Environmental risk factors for Parkinson's disease and parkinsonism: the Geoparkinson study.
- Finlay D. Dick ( )
- Published Online First 1 March 2007
Objective We investigated associations between Parkinson's disease and other degenerative parkinsonian syndromes and environmental factors in five European countries. Methods We undertook a case-control study of 959 prevalent cases of parkinsonism (767 with Parkinson’s disease) and 1989 controls in Scotland, Italy, Sweden, Romania and Malta. We defined cases using the United Kingdom Parkinson's Disease Society Brain Bank criteria and excluded those with drug-induced or vascular parkinsonism or dementia. Subjects completed an interviewer-administered questionnaire regarding lifetime occupational and hobby exposure to solvents, pesticides, iron, copper and manganese. Lifetime and average annual exposures were estimated blind to disease status using a job-exposure matrix modified by subjective exposure modelling. Results were analysed using multiple logistic regression adjusting for age, sex, tobacco use, ever knocked unconscious and family history of Parkinson's disease.

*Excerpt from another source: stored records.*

use std::fmt;

use serde::Serialize;

use crate::data::aggregate::{RankedAggregate, Totals};
use crate::data::clean::CleanSummary;
use crate::data::outlier::OutlierReport;
use crate::data::sentiment::{Histogram, ScoreSummary};

/// Which ranking a [`Ranking`] holds.
#[derive(Debug, Clone, Copy, PartialEq, Eq, Serialize)]
#[serde(rename_all = "snake_case")]
pub enum RankingKind {
    BooksByReviewCount,
    BooksByAverageRating,
    BooksByAverageSentiment,
    AuthorsByBookCount,
    CategoriesByBookCount,
    CategoriesByAverageRating,
}

impl RankingKind {
    pub fn title(&self, n: usize) -> String {
        match self {
            RankingKind::BooksByReviewCount => format!("Top {n} books by number of reviews"),
            RankingKind::BooksByAverageRating => format!("Top {n} books by average rating"),
            RankingKind::BooksByAverageSentiment => format!("Top {n} books by average sentiment"),
            RankingKind::AuthorsByBookCount => format!("Top {n} authors by number of books"),
            RankingKind::CategoriesByBookCount => format!("Top {n} categories by number of books"),
            RankingKind::CategoriesByAverageRating => {
                format!("Top {n} categories by average rating")
            }
        }
    }
}

#[derive(Debug, Clone, Serialize)]
pub struct Ranking {
    pub kind: RankingKind,
    pub title: String,
    #[serde(flatten)]
    pub aggregate: RankedAggregate,
}

/// A step that did not produce a result, and why.
#[derive(Debug, Clone, PartialEq, Serialize)]
pub struct SkippedStep {
    pub step: String,
    pub reason: String,
}

/// Everything one pipeline run produced. Steps that failed leave no entry
/// in their section and are listed in `skipped` instead.
#[derive(Debug, Clone, Default, Serialize)]
pub struct Report {
    pub cleaning: Vec<CleanSummary>,
    pub outliers: Vec<OutlierReport>,
    pub scoring: Option<ScoreSummary>,
    pub rankings: Vec<Ranking>,
    pub review_totals: Option<Totals>,
    pub sentiment_histogram: Option<Histogram>,
    pub skipped: Vec<SkippedStep>,
}

impl Report {
    pub fn ranking(&self, kind: RankingKind) -> Option<&Ranking> {
        self.rankings.iter().find(|r| r.kind == kind)
    }

    pub fn was_skipped(&self, step: &str) -> bool {
        self.skipped.iter().any(|s| s.step == step)
    }
}

/// Envelope for `--json` output.
#[derive(Serialize)]
pub struct JsonOut<T: Serialize> {
    pub ok: bool,
    pub data: T,
}

impl fmt::Display for Report {
    fn fmt(&self, f: &mut fmt::Formatter<'_>) -> fmt::Result {
        writeln!(f, "== Cleaning ==")?;
        for c in &self.cleaning {
            writeln!(
                f,
                "{}: dropped {} rows with missing values, {} duplicates; {} rows remain",
                c.table, c.dropped_missing, c.dropped_duplicates, c.remaining
            )?;
        }

        writeln!(f, "\n== Outliers ==")?;
        for o in &self.outliers {
            match &o.fences {
                Some(fe) => writeln!(
                    f,
                    "{} / {}: {} outside [{:.3}, {:.3}]",
                    o.table, o.column, o.count, fe.lower, fe.upper
                )?,
                None => writeln!(f, "{} / {}: no numeric values", o.table, o.column)?,
            }
        }

        if let Some(t) = &self.review_totals {
            writeln!(f, "\nTotal reviews: {}, total ratings: {}", t.rows, t.non_null)?;
        }

        for r in &self.rankings {
            writeln!(f, "\n== {} ==", r.title)?;
            write!(f, "{}", r.aggregate)?;
        }

        if !self.skipped.is_empty() {
            writeln!(f, "\n== Skipped ==")?;
            for s in &self.skipped {
                writeln!(f, "{}: {}", s.step, s.reason)?;
            }
        }
        Ok(())
    }
}

#[cfg(test)]
mod tests {
    use super::*;
    use crate::data::aggregate::{MetricKind, RankedEntry};
    use crate::data::model::Value;

    #[test]
    fn text_report_lists_rankings_and_skips() {
        let report = Report {
            rankings: vec![Ranking {
                kind: RankingKind::BooksByReviewCount,
                title: RankingKind::BooksByReviewCount.title(2),
                aggregate: RankedAggregate {
                    key_column: "book_title".into(),
                    value_column: None,
                    metric: MetricKind::Count,
                    entries: vec![RankedEntry {
                        key: Value::from("Dune"),
                        value: 3.0,
                    }],
                },
            }],
            skipped: vec![SkippedStep {
                step: "authors".into(),
                reason: "column 'author' not found in table 'books'".into(),
            }],
            ..Default::default()
        };
        let text = report.to_string();
        assert!(text.contains("== Top 2 books by number of reviews =="));
        assert!(text.contains("  1. Dune  3"));
        assert!(text.contains("authors: column 'author' not found"));
    }

    #[test]
    fn json_ranking_is_flattened() {
        let ranking = Ranking {
            kind: RankingKind::BooksByAverageRating,
            title: "t".into(),
            aggregate: RankedAggregate {
                key_column: "book_title".into(),
                value_column: Some("rating".into()),
                metric: MetricKind::Mean,
                entries: vec![],
            },
        };
        let json = serde_json::to_value(&ranking).unwrap();
        assert_eq!(json["kind"], "books_by_average_rating");
        assert_eq!(json["metric"], "mean");
        assert_eq!(json["value_column"], "rating");
    }
}
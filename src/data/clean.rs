use std::collections::HashSet;

use serde::Serialize;

use super::model::Table;

/// What a [`clean`] pass removed.
#[derive(Debug, Clone, PartialEq, Serialize)]
pub struct CleanSummary {
    pub table: String,
    /// Missing cells per column before cleaning, in column order.
    pub missing_by_column: Vec<(String, usize)>,
    pub dropped_missing: usize,
    pub dropped_duplicates: usize,
    pub remaining: usize,
}

/// Drop rows holding any missing cell, then collapse exact duplicate rows to
/// their first occurrence.
///
/// The table is modified in place; a second pass removes nothing.
pub fn clean(table: &mut Table) -> CleanSummary {
    let missing_by_column = table
        .columns
        .iter()
        .enumerate()
        .map(|(idx, col)| {
            let n = table.rows.iter().filter(|r| r.get(idx).is_null()).count();
            (col.clone(), n)
        })
        .collect();

    let before = table.rows.len();
    table.rows.retain(|r| !r.has_missing());
    let dropped_missing = before - table.rows.len();

    let before = table.rows.len();
    let mut seen = HashSet::with_capacity(before);
    let rows = std::mem::take(&mut table.rows);
    table.rows = rows
        .into_iter()
        .filter(|r| seen.insert(r.clone()))
        .collect();
    let dropped_duplicates = before - table.rows.len();

    CleanSummary {
        table: table.name.clone(),
        missing_by_column,
        dropped_missing,
        dropped_duplicates,
        remaining: table.rows.len(),
    }
}
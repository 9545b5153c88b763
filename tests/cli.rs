mod common;

use assert_cmd::Command;
use common::Fixture;
use predicates::str::contains;
use serde_json::Value;

fn cmd(fx: &Fixture) -> Command {
    let mut cmd = Command::cargo_bin("rusty-shelf").unwrap();
    cmd.arg("--books").arg(&fx.books).arg("--reviews").arg(&fx.reviews);
    cmd
}

#[test]
fn text_report_lists_rankings() {
    let fx = Fixture::new();
    cmd(&fx)
        .assert()
        .success()
        .stdout(contains("== Top 10 books by number of reviews =="))
        .stdout(contains("  1. A  3"))
        .stdout(contains("Total reviews: 6"));
}

#[test]
fn json_report_is_wrapped() {
    let fx = Fixture::new();
    let out = cmd(&fx)
        .args(["--json", "--top", "1"])
        .assert()
        .success()
        .get_output()
        .stdout
        .clone();
    let json: Value = serde_json::from_slice(&out).expect("valid json output");

    assert_eq!(json["ok"], true);
    let rankings = json["data"]["rankings"].as_array().unwrap();
    assert_eq!(rankings[0]["kind"], "books_by_review_count");
    assert_eq!(rankings[0]["entries"][0]["key"], "A");
    assert_eq!(rankings[0]["entries"].as_array().unwrap().len(), 1);
    assert_eq!(json["data"]["outliers"][0]["count"], 1);
}

#[test]
fn config_file_renames_columns() {
    let fx = Fixture::new();
    let config = fx.dir().join("shelf.json");
    std::fs::write(&config, r#"{ "columns": { "category": "genre" } }"#).unwrap();

    cmd(&fx)
        .arg("--config")
        .arg(&config)
        .assert()
        .success()
        .stdout(contains("== Skipped =="))
        .stdout(contains("column 'genre' not found"));
}

#[test]
fn missing_input_fails_the_run() {
    let fx = Fixture::new();
    Command::cargo_bin("rusty-shelf")
        .unwrap()
        .arg("--books")
        .arg(fx.dir().join("absent.csv"))
        .arg("--reviews")
        .arg(&fx.reviews)
        .assert()
        .failure()
        .stderr(contains("not found"));
}

#[test]
fn sample_generator_plants_dirty_rows() {
    use rusty_shelf::data::{clean::clean, loader::load};

    let out = tempfile::tempdir().unwrap();
    Command::cargo_bin("generate_sample")
        .unwrap()
        .arg(out.path())
        .assert()
        .success()
        .stdout(contains("Wrote 14 books"));

    let mut books = load(&out.path().join("books_data.csv")).unwrap();
    let summary = clean(&mut books);
    assert_eq!(summary.dropped_missing, 1);
    assert_eq!(summary.dropped_duplicates, 1);
    assert_eq!(summary.remaining, 12);

    let mut reviews = load(&out.path().join("books_rating.csv")).unwrap();
    let summary = clean(&mut reviews);
    assert_eq!(summary.dropped_missing, 1);
    assert!(summary.dropped_duplicates >= 1);

    let parquet = load(&out.path().join("books_rating.parquet")).unwrap();
    assert_eq!(parquet.columns, reviews.columns);
    assert_eq!(parquet.len(), summary.remaining + summary.dropped_duplicates - 1);
}
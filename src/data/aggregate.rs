use std::collections::HashMap;
use std::fmt;

use serde::{Deserialize, Serialize};

use super::model::{Table, Value};
use crate::error::PipelineError;

/// Default length of a ranking.
pub const DEFAULT_TOP_N: usize = 10;

/// How the metric of a [`RankedAggregate`] was reduced.
#[derive(Debug, Clone, Copy, PartialEq, Eq, Serialize)]
#[serde(rename_all = "lowercase")]
pub enum MetricKind {
    Count,
    Mean,
}

/// Ranking direction. Rankings are "top" lists, so descending is the default.
#[derive(Debug, Clone, Copy, Default, PartialEq, Eq, Serialize, Deserialize)]
#[serde(rename_all = "lowercase")]
pub enum SortOrder {
    Ascending,
    #[default]
    Descending,
}

/// One `(key, metric)` pair of a ranking.
#[derive(Debug, Clone, PartialEq, Serialize)]
pub struct RankedEntry {
    pub key: Value,
    pub value: f64,
}

/// Ordered, size-limited list of group keys and their metric.
#[derive(Debug, Clone, PartialEq, Serialize)]
pub struct RankedAggregate {
    pub key_column: String,
    /// Column reduced by a mean; `None` for counts.
    pub value_column: Option<String>,
    pub metric: MetricKind,
    pub entries: Vec<RankedEntry>,
}

impl RankedAggregate {
    pub fn len(&self) -> usize {
        self.entries.len()
    }

    pub fn is_empty(&self) -> bool {
        self.entries.is_empty()
    }

    /// `(key, metric)` pairs with keys rendered as text.
    pub fn pairs(&self) -> Vec<(String, f64)> {
        self.entries
            .iter()
            .map(|e| (e.key.to_text(), e.value))
            .collect()
    }

    /// Render a metric the way this ranking reports it.
    pub fn format_value(&self, v: f64) -> String {
        match self.metric {
            MetricKind::Count => format!("{v:.0}"),
            MetricKind::Mean => format!("{v:.3}"),
        }
    }
}

impl fmt::Display for RankedAggregate {
    fn fmt(&self, f: &mut fmt::Formatter<'_>) -> fmt::Result {
        for (rank, e) in self.entries.iter().enumerate() {
            writeln!(
                f,
                "{:>3}. {}  {}",
                rank + 1,
                e.key.to_text(),
                self.format_value(e.value)
            )?;
        }
        Ok(())
    }
}

/// Group accumulator preserving first-seen key order.
struct Groups {
    order: Vec<Value>,
    slots: HashMap<Value, (f64, usize)>,
}

impl Groups {
    fn new() -> Self {
        Self {
            order: Vec::new(),
            slots: HashMap::new(),
        }
    }

    /// Register `key` so it keeps its first-seen position even if it never
    /// receives a value.
    fn slot(&mut self, key: &Value) -> &mut (f64, usize) {
        if !self.slots.contains_key(key) {
            self.order.push(key.clone());
        }
        self.slots.entry(key.clone()).or_insert((0.0, 0))
    }

    fn into_entries(mut self, reduce: impl Fn(f64, usize) -> f64) -> Vec<RankedEntry> {
        self.order
            .into_iter()
            .filter_map(|key| {
                let (sum, n) = self.slots.remove(&key)?;
                (n > 0).then(|| RankedEntry {
                    value: reduce(sum, n),
                    key,
                })
            })
            .collect()
    }
}

fn rank(mut entries: Vec<RankedEntry>, order: SortOrder, n: usize) -> Vec<RankedEntry> {
    // `sort_by` is stable, so equal metrics keep first-seen order.
    match order {
        SortOrder::Descending => entries.sort_by(|a, b| b.value.total_cmp(&a.value)),
        SortOrder::Ascending => entries.sort_by(|a, b| a.value.total_cmp(&b.value)),
    }
    entries.truncate(n);
    entries
}

/// Occurrences of each distinct non-missing value of `key_column`, top `n`
/// by count.
pub fn top_by_count(
    table: &Table,
    key_column: &str,
    n: usize,
) -> Result<RankedAggregate, PipelineError> {
    let mut groups = Groups::new();
    for key in table.column_values(key_column)? {
        if key.is_null() {
            continue;
        }
        let slot = groups.slot(key);
        slot.0 += 1.0;
        slot.1 += 1;
    }

    Ok(RankedAggregate {
        key_column: key_column.to_string(),
        value_column: None,
        metric: MetricKind::Count,
        entries: rank(groups.into_entries(|sum, _| sum), SortOrder::Descending, n),
    })
}

/// Mean of `value_column` per `key_column` group, top `n` descending.
pub fn top_by_mean(
    table: &Table,
    key_column: &str,
    value_column: &str,
    n: usize,
) -> Result<RankedAggregate, PipelineError> {
    mean_by(table, key_column, value_column, SortOrder::Descending, n)
}

/// Mean of `value_column` per `key_column` group, ranked in `order`.
///
/// Missing keys and missing values are ignored; a group whose values are all
/// missing does not appear. Non-numeric values fail with
/// [`PipelineError::TypeMismatch`].
pub fn mean_by(
    table: &Table,
    key_column: &str,
    value_column: &str,
    order: SortOrder,
    n: usize,
) -> Result<RankedAggregate, PipelineError> {
    let key_idx = table.column_index(key_column)?;
    let value_idx = table.column_index(value_column)?;

    let mut groups = Groups::new();
    for (row_no, row) in table.rows.iter().enumerate() {
        let key = row.get(key_idx);
        if key.is_null() {
            continue;
        }
        let slot = groups.slot(key);
        let value = row.get(value_idx);
        if value.is_null() {
            continue;
        }
        let x = value.as_f64().ok_or_else(|| PipelineError::TypeMismatch {
            table: table.name.clone(),
            column: value_column.to_string(),
            row: row_no,
            found: value.type_name(),
        })?;
        slot.0 += x;
        slot.1 += 1;
    }

    Ok(RankedAggregate {
        key_column: key_column.to_string(),
        value_column: Some(value_column.to_string()),
        metric: MetricKind::Mean,
        entries: rank(groups.into_entries(|sum, n| sum / n as f64), order, n),
    })
}

/// Row count and non-missing count of a column.
#[derive(Debug, Clone, Copy, PartialEq, Eq, Serialize)]
pub struct Totals {
    pub rows: usize,
    pub non_null: usize,
}

pub fn total_counts(table: &Table, column: &str) -> Result<Totals, PipelineError> {
    let non_null = table.column_values(column)?.filter(|v| !v.is_null()).count();
    Ok(Totals {
        rows: table.len(),
        non_null,
    })
}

Results Adjusted logistic regression analyses showed significantly increased odds ratios for Parkinson's disease/parkinsonism with an exposure-response relationship for pesticides (low v no exposure, OR 1.13, 95% CI 0.82-1.57, high v no exposure, OR 1.41, 95% CI 1.06-1.88) and ever knocked unconscious (once v never, OR 1.35, 95% CI 1.09-1.68, more than once v never, OR 2.53, 95% CI 1.78-3.59). Hypnotic, anxiolytic or anti-depressant use for more than one year and a family history of Parkinson's disease showed significantly increased odds ratios. Tobacco use was protective (OR 0.50, 95%CI 0.42-0.60). Analyses confined to subjects with Parkinson’s disease gave similar results. Conclusions The association of pesticide exposure with Parkinson’s disease suggests a causative role. Repeated traumatic loss of consciousness is associated with increased risk.